Ich zucke mit den Schultern. »Na und?«, sage ich und sehe Otto aus übertrieben großen Augen an, wie ich das von ihm gelernt habe. »Wenn es da einfach mal ein bisschen in der Erde rumpelt und blauer Dampf aufsteigt, wen stört das schon groß? Ich kapiere nicht, O, warum du mich mit solchem Trara aus dem Spreewald kidnappen musstest– nur damit ich ein paar Liliputaner wegen dieser bunten Qualmerei ausfrage?«

Alberta beugt sich unvermittelt zu mir herüber. Sie krampft ihre Finger in meine Schulter und sieht mich beschwörend an.

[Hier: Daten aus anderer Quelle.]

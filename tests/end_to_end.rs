//! Integration-style coverage of the six concrete scenarios in the
//! categorization/bulk-mutation design. Scenario 1 wires the full async
//! stack (`StoreRegistry` + `JobQueue` + `JobStore` + `CategorizationWorker`);
//! the rest exercise the public `SearchEngine`/`BulkMutator` surface directly,
//! the way a caller outside the crate would.

use mailindex::bulk::{
    ArchiveOptions, BatchDeleteOptions, BulkMutator, CleanupActionType, CleanupPolicy,
    CleanupSafety, DeleteOptions, RestoreOptions,
};
use mailindex::export::JsonExportFormatter;
use mailindex::file_acl::{FileAccessControl, FileAclConfig};
use mailindex::jobs::{CategorizationWorker, JobQueue, JobStore};
use mailindex::remote::{FakeFailure, FakeRemoteMailClient, RemoteMessage};
use mailindex::search::{QueryCriteria, SearchEngine};
use mailindex::store::email::{CleanupCriteria, SearchCriteria};
use mailindex::store::jobs::{Job, JobStatus};
use mailindex::store::{EmailIndex, Store, StoreRegistry};
use mailindex::{ArchiveMethod, EngineConfig};
use std::sync::Arc;

fn email(id: &str, user_id: &str, category: Option<&str>) -> EmailIndex {
    let mut e = EmailIndex::new_minimal(id, Some(user_id.to_string()));
    e.subject = "s".to_string();
    e.sender = "a@b.com".to_string();
    e.date = 1_700_000_000_000;
    e.year = 2023;
    e.size = 1000;
    e.category = category.map(String::from);
    e
}

#[tokio::test]
async fn scenario_1_categorize_one_urgent_email_via_the_full_async_stack() {
    let dir = tempfile::tempdir().unwrap();
    let registry = Arc::new(StoreRegistry::new(dir.path()));
    let store = registry.get("u1").await.unwrap();

    let mut urgent = EmailIndex::new_minimal("e1", Some("u1".to_string()));
    urgent.subject = "URGENT: Action Required".to_string();
    urgent.sender = "boss@company.com".to_string();
    urgent.labels = vec!["INBOX".to_string(), "IMPORTANT".to_string()];
    urgent.size = 150_000;
    urgent.has_attachments = true;
    urgent.date = chrono::Utc::now().timestamp_millis();
    urgent.year = 2024;
    store.upsert_email_index(&urgent, None).await.unwrap();

    let job_backing_store = Arc::new(Store::open_in_memory().await.unwrap());
    let job_store = Arc::new(JobStore::new(job_backing_store));
    let job = Job::new("j1", "categorization", "u1", serde_json::json!({"year": 2024, "forceRefresh": false}));
    job_store.insert(&job).await.unwrap();

    let queue = Arc::new(JobQueue::new());
    let cache = Arc::new(mailindex::Cache::default());
    let worker = CategorizationWorker::new(queue.clone(), job_store.clone(), registry.clone(), cache, EngineConfig::default());
    worker.start().await;
    queue.add_job("j1", "u1").await;

    let mut completed = None;
    for _ in 0..200 {
        if let Some(fetched) = job_store.get("j1", "u1").await.unwrap() {
            if fetched.status.is_terminal() {
                completed = Some(fetched);
                break;
            }
        }
        tokio::time::sleep(std::time::Duration::from_millis(10)).await;
    }
    worker.stop();
    worker.wait_for_shutdown().await;

    let job = completed.expect("job did not complete in time");
    assert_eq!(job.status, JobStatus::Completed);
    assert_eq!(job.results.as_ref().unwrap()["processed"], 1);

    let row = store
        .search_emails(&SearchCriteria { user_id: Some("u1".to_string()), ..Default::default() })
        .await
        .unwrap()
        .emails
        .remove(0);
    assert_eq!(row.category.as_deref(), Some("high"));
    assert_eq!(row.importance_level.as_deref(), Some("high"));
    assert!(row.age_category.is_some());
    assert!(row.size_category.is_some());
    assert_eq!(row.analysis_version.as_deref(), Some("1.0.0"));
}

#[tokio::test]
async fn scenario_2_cross_user_isolation_on_search() {
    let store = Arc::new(Store::open_in_memory().await.unwrap());
    let mut e1 = email("e-u1", "u1", None);
    e1.subject = "same subject".to_string();
    let mut e2 = email("e-u2", "u2", None);
    e2.subject = "same subject".to_string();
    store.upsert_email_index(&e1, None).await.unwrap();
    store.upsert_email_index(&e2, None).await.unwrap();

    let engine = SearchEngine::new(store);
    let u1 = engine.search(QueryCriteria::default(), "u1").await.unwrap();
    let u2 = engine.search(QueryCriteria::default(), "u2").await.unwrap();
    assert_eq!(u1.emails.iter().map(|e| e.id.clone()).collect::<Vec<_>>(), vec!["e-u1"]);
    assert_eq!(u2.emails.iter().map(|e| e.id.clone()).collect::<Vec<_>>(), vec!["e-u2"]);
}

async fn bulk_mutator_over(store: Arc<Store>, remote: Arc<FakeRemoteMailClient>) -> BulkMutator {
    let file_acl = Arc::new(FileAccessControl::new(store.clone(), FileAclConfig::default()));
    BulkMutator::new(store, remote, file_acl, Arc::new(JsonExportFormatter))
}

#[tokio::test]
async fn scenario_3_bulk_delete_batches_of_fifty() {
    let store = Arc::new(Store::open_in_memory().await.unwrap());
    for i in 0..150 {
        store.upsert_email_index(&email(&format!("e{i}"), "u1", Some("low")), None).await.unwrap();
    }
    let remote = Arc::new(FakeRemoteMailClient::new(vec![]));
    let mutator = bulk_mutator_over(store, remote.clone()).await;

    let options = DeleteOptions {
        criteria: SearchCriteria { category: Some("low".to_string()), ..Default::default() },
        skip_archived: true,
        dry_run: false,
    };
    let result = mutator.delete_emails(options, "u1", false).await.unwrap();

    assert_eq!(result.deleted, 150);
    assert_eq!(remote.call_count(), 3);
    for (ids, add, remove) in remote.batch_modify_calls.lock().unwrap().iter() {
        assert!(ids.len() <= 50);
        assert_eq!(add, &vec!["TRASH".to_string()]);
        assert_eq!(remove, &vec!["INBOX".to_string(), "UNREAD".to_string()]);
    }
}

#[tokio::test]
async fn scenario_4_partial_batch_failure() {
    let store = Arc::new(Store::open_in_memory().await.unwrap());
    for i in 0..80 {
        store.upsert_email_index(&email(&format!("e{i}"), "u1", Some("low")), None).await.unwrap();
    }
    let remote = Arc::new(FakeRemoteMailClient::new(vec![]));
    remote.queue_failure(FakeFailure::Transient("Network timeout".to_string()));
    let mutator = bulk_mutator_over(store, remote.clone()).await;

    let options = DeleteOptions {
        criteria: SearchCriteria { category: Some("low".to_string()), ..Default::default() },
        skip_archived: true,
        dry_run: false,
    };
    let result = mutator.delete_emails(options, "u1", false).await.unwrap();

    assert_eq!(result.deleted, 30);
    assert_eq!(result.errors.len(), 1);
    assert!(result.errors[0].contains("Network timeout"));
    assert_eq!(remote.call_count(), 2);
}

#[tokio::test]
async fn scenario_5_cleanup_preserves_high_importance() {
    let store = Arc::new(Store::open_in_memory().await.unwrap());
    for i in 0..3 {
        store.upsert_email_index(&email(&format!("high{i}"), "u1", Some("high")), None).await.unwrap();
    }
    for i in 0..2 {
        store.upsert_email_index(&email(&format!("mid{i}"), "u1", Some("medium")), None).await.unwrap();
    }
    let remote = Arc::new(FakeRemoteMailClient::new(vec![]));
    let mutator = bulk_mutator_over(store.clone(), remote.clone()).await;

    let candidates = store.get_emails_for_cleanup(&CleanupCriteria::default(), None, Some("u1")).await.unwrap();
    assert_eq!(candidates.len(), 5);

    let policy = CleanupPolicy {
        action: CleanupActionType::Delete,
        safety: CleanupSafety { preserve_important: true, max_emails_per_run: None, max_failures: 3 },
    };
    let result = mutator
        .batch_delete_for_cleanup(candidates, &policy, BatchDeleteOptions::default(), "u1")
        .await
        .unwrap();

    assert_eq!(result.deleted, 0);
    assert_eq!(remote.call_count(), 0);
}

#[tokio::test]
async fn scenario_6_restore_cross_user_refusal() {
    let store = Arc::new(Store::open_in_memory().await.unwrap());
    let mut archived = email("e-u2", "u2", None);
    archived.archived = true;
    archived.archive_location = Some("ARCHIVED".to_string());
    store.upsert_email_index(&archived, None).await.unwrap();

    let remote = Arc::new(FakeRemoteMailClient::new(vec![]));
    let mutator = bulk_mutator_over(store.clone(), remote).await;

    let result = mutator
        .restore_emails(RestoreOptions { email_ids: vec!["e-u2".to_string()], restore_labels: vec![] }, "u1")
        .await
        .unwrap();

    assert_eq!(result.restored, 0);
    assert_eq!(result.errors.len(), 1);

    let row = store
        .search_emails(&SearchCriteria { ids: Some(vec!["e-u2".to_string()]), ..Default::default() })
        .await
        .unwrap();
    assert!(row.emails[0].archived);
}

/// Archive (gmail method) then restore round-trips `archived`/`archive_location`
/// back to their pre-archive state (spec §8 round-trip law).
#[tokio::test]
async fn archive_then_restore_round_trips() {
    let store = Arc::new(Store::open_in_memory().await.unwrap());
    store.upsert_email_index(&email("e1", "u1", None), None).await.unwrap();

    let remote = Arc::new(FakeRemoteMailClient::new(vec![RemoteMessage {
        id: "e1".to_string(),
        thread_id: "t1".to_string(),
        subject: "s".to_string(),
        sender: "a@b.com".to_string(),
        recipients: vec![],
        date: 1_700_000_000_000,
        size: 1000,
        has_attachments: false,
        labels: vec![],
        snippet: String::new(),
    }]));
    let mutator = bulk_mutator_over(store.clone(), remote).await;

    let archived = mutator
        .archive_emails(
            ArchiveOptions {
                criteria: SearchCriteria::default(),
                method: ArchiveMethod::Gmail,
                export_base_path: String::new(),
                export_label: String::new(),
            },
            "u1",
        )
        .await
        .unwrap();
    assert_eq!(archived.archived, 1);

    let restored = mutator
        .restore_emails(RestoreOptions { email_ids: vec!["e1".to_string()], restore_labels: vec![] }, "u1")
        .await
        .unwrap();
    assert_eq!(restored.restored, 1);

    let row = store
        .search_emails(&SearchCriteria { ids: Some(vec!["e1".to_string()]), ..Default::default() })
        .await
        .unwrap();
    assert!(!row.emails[0].archived);
    assert!(row.emails[0].archive_location.is_none());
}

»Jetzt hör doch bitte mal zu, Arvid!«, sagt sie. »Das hier ist kein Scherz– leider! Wir würden nur zu gerne mit dir darüber lachen. Aber die Sache verhält sich so…«

Auch sie unterbricht sich abrupt und schaut einen Augenblick lang schweigend ins Leere. Doch bei Alberta ist es kein Trick, mit dem sie einen zappeln lassen will, das weiß ich genau. Ihre Unterlippe zittert.

»In den letzten sechs- oder siebenhundert Jahren«, fährt Alberta kurz darauf fort, »hat es fast jedes Mal spätestens acht Tage nach einem solchen Blaudampf-Vorfall verheerende Vulkanausbrüche gegeben. Zehntausende Menschenleben stehen auf dem Spiel– nicht nur in Island, sondern in halb Europa und darüber hinaus!«

Alberta beugt sich noch weiter zu mir herüber. Die Rentiere auf ihrem Overall erbeben. Die Kamerabrosche an ihrem Kragen, mit der sie Geister fotografieren kann, blitzt auf.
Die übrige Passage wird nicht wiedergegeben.